▸ **Records provided**
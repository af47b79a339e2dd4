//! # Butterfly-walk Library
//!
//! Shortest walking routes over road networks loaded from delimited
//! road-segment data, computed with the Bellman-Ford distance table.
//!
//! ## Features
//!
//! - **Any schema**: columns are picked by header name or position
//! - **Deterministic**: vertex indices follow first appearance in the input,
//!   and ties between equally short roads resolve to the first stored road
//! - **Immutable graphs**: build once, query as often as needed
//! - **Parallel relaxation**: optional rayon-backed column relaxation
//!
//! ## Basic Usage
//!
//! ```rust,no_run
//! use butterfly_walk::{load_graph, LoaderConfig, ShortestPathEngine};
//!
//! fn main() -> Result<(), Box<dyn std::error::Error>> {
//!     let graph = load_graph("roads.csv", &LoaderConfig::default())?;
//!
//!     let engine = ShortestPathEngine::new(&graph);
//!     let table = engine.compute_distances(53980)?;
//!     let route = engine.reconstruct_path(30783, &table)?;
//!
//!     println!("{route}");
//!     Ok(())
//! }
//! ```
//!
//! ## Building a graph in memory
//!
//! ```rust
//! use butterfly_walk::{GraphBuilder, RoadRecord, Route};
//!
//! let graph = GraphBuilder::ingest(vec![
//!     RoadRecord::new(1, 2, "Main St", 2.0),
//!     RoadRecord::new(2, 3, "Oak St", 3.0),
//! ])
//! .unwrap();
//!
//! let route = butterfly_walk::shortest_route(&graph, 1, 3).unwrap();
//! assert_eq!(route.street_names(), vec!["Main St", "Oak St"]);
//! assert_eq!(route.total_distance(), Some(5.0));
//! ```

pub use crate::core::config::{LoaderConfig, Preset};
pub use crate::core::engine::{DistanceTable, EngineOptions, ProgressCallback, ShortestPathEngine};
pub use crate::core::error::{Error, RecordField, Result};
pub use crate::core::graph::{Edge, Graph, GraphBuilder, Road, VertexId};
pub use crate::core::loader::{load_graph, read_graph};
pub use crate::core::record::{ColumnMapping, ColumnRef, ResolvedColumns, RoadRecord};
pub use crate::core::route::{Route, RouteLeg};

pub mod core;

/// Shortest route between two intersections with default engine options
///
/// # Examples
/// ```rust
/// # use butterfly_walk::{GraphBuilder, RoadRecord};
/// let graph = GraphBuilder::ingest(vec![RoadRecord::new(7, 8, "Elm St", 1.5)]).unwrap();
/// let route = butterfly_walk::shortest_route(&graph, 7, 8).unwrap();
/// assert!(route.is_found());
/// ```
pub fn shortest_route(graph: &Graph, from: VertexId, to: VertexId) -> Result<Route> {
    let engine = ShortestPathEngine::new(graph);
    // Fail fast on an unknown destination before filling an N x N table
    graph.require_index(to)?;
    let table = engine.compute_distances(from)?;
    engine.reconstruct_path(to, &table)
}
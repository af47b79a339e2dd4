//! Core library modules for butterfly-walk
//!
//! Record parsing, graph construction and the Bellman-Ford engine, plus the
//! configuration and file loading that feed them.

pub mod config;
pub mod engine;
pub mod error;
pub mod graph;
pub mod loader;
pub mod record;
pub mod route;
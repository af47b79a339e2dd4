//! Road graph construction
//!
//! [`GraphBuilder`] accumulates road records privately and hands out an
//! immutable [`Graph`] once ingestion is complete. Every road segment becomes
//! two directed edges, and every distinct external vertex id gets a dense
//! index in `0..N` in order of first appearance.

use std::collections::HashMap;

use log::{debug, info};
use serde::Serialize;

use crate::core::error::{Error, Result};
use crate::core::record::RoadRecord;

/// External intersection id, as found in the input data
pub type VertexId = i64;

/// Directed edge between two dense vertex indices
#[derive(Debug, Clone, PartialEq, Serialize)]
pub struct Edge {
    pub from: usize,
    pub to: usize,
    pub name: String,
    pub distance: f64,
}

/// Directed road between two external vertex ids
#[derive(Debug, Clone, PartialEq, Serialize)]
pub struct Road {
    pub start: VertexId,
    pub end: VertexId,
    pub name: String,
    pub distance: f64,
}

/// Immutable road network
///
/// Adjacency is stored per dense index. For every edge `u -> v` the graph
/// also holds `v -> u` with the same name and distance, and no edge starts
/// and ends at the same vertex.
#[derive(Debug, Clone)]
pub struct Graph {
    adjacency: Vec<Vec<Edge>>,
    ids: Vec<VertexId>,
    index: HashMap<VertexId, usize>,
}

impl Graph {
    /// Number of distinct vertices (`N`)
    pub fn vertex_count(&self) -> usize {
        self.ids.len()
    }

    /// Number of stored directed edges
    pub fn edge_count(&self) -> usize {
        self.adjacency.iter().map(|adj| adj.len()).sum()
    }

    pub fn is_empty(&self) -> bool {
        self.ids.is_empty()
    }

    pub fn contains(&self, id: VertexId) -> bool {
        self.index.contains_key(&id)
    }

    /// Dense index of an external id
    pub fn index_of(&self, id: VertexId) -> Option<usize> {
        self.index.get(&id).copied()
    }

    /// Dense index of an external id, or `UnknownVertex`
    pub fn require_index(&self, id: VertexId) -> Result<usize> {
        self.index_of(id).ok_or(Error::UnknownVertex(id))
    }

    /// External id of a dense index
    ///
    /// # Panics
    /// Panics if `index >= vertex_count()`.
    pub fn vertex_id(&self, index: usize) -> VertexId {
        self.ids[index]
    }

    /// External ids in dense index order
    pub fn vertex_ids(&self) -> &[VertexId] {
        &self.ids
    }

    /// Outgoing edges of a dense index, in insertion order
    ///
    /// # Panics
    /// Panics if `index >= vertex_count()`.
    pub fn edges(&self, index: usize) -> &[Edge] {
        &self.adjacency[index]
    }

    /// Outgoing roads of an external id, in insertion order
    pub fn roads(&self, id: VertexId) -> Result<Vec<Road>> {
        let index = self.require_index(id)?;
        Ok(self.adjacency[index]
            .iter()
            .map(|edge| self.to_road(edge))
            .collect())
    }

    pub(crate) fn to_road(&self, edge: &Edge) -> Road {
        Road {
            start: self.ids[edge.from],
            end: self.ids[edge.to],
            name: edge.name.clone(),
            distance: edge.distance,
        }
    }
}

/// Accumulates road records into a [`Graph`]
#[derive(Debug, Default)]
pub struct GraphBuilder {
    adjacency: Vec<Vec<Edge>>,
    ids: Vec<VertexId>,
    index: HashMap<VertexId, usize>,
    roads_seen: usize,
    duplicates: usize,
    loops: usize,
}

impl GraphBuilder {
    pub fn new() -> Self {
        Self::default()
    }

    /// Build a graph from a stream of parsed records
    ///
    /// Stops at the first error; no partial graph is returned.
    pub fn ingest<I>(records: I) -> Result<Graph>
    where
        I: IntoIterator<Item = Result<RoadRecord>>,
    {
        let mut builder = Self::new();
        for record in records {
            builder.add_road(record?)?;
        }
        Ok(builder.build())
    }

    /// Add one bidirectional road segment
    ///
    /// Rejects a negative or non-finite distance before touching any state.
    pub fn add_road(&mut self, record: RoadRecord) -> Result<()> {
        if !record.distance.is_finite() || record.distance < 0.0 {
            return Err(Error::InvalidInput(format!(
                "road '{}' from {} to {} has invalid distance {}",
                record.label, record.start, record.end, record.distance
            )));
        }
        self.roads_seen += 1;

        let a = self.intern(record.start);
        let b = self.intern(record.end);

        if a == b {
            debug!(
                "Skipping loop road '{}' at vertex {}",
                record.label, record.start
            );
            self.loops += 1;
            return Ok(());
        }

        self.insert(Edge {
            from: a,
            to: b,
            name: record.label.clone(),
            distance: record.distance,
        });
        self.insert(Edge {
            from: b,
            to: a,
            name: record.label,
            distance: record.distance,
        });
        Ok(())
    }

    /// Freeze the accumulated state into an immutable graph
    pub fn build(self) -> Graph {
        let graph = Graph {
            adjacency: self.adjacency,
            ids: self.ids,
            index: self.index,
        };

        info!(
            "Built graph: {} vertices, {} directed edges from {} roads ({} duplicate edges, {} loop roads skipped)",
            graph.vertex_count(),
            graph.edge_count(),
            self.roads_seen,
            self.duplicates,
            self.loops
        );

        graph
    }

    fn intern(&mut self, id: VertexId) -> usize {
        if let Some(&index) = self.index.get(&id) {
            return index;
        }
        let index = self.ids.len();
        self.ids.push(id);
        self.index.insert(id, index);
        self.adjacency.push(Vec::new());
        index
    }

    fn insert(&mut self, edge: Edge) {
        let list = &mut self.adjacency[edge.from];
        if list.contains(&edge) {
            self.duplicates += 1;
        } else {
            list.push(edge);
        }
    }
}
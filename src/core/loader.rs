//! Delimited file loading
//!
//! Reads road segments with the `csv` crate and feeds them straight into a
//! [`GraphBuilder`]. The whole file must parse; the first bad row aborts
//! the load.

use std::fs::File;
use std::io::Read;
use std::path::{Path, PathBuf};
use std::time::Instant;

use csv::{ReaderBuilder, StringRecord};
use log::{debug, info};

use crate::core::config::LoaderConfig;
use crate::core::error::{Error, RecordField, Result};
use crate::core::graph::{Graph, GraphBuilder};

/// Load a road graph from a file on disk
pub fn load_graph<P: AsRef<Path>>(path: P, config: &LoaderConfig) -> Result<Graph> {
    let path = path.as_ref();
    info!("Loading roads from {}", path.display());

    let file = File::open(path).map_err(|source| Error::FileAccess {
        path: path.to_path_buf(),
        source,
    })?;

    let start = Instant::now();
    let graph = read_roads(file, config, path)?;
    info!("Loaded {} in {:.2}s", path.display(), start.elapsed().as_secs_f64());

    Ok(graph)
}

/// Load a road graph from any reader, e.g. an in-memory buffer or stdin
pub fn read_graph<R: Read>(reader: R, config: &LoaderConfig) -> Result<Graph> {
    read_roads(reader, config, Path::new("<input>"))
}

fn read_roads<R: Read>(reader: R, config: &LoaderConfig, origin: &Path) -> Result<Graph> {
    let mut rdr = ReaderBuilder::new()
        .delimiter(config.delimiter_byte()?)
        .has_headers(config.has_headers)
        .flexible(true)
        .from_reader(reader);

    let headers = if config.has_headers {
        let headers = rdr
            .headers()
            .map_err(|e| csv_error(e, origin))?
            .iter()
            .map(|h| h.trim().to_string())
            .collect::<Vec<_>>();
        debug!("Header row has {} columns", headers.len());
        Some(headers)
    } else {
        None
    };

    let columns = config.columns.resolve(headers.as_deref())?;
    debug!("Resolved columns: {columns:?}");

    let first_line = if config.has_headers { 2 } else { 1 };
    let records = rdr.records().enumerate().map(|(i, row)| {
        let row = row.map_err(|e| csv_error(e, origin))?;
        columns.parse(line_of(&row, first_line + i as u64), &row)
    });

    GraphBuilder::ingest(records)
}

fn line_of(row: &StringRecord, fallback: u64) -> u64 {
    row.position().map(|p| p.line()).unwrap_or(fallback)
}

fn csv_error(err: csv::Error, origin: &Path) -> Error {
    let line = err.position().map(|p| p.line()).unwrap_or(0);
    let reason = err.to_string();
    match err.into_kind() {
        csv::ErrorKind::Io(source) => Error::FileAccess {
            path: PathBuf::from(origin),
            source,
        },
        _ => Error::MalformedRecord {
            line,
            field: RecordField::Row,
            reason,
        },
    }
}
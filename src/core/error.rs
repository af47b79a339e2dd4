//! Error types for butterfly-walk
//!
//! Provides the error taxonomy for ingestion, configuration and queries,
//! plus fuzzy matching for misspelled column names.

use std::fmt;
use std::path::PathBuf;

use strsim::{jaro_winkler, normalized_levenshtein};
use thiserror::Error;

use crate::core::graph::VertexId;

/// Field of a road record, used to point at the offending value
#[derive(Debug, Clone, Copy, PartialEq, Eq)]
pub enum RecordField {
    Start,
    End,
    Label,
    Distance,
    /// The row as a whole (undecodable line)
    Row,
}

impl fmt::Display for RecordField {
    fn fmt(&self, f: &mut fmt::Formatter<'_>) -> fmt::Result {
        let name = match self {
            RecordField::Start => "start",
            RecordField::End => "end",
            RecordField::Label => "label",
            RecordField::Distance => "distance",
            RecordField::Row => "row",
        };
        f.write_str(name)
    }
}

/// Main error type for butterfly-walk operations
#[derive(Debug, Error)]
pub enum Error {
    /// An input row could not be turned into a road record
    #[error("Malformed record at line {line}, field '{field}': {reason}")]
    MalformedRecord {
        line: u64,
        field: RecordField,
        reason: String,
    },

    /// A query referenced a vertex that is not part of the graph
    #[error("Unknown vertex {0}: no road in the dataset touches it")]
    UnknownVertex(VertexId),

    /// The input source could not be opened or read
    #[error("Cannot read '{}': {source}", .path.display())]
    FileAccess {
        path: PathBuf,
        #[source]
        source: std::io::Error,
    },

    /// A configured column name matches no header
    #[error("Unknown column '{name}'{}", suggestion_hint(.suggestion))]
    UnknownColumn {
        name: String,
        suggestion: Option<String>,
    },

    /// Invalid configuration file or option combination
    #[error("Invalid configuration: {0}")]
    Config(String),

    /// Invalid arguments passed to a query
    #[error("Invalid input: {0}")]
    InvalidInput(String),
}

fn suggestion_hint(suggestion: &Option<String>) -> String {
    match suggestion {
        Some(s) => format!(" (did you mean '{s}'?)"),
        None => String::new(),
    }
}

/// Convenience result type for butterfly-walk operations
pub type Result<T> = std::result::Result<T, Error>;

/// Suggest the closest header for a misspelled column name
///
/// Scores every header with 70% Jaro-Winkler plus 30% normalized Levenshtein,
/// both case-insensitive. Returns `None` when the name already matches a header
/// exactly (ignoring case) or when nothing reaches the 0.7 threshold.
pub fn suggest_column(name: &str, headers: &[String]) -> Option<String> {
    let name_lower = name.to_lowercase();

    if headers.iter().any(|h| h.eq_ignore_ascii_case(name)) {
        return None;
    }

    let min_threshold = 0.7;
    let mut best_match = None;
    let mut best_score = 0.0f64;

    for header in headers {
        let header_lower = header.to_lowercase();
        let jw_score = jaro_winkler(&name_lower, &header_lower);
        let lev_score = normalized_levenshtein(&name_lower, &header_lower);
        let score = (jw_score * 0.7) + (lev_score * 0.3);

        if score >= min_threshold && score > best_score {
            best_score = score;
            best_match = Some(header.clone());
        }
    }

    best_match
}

▸ **Task item**
What you return must be an exact retyping of the lines above starting at the line with "return index;" and ending at the line with "fn insert(&mut self, edge: Edge)", and nothing besides.

▸ **Solution to the problem**
            return index;
        }
        let index = self.ids.len();
        self.ids.push(id);
        self.index.insert(id, index);
        self.adjacency.push(Vec::new());
        index
    }

    fn insert(&mut self, edge: Edge) {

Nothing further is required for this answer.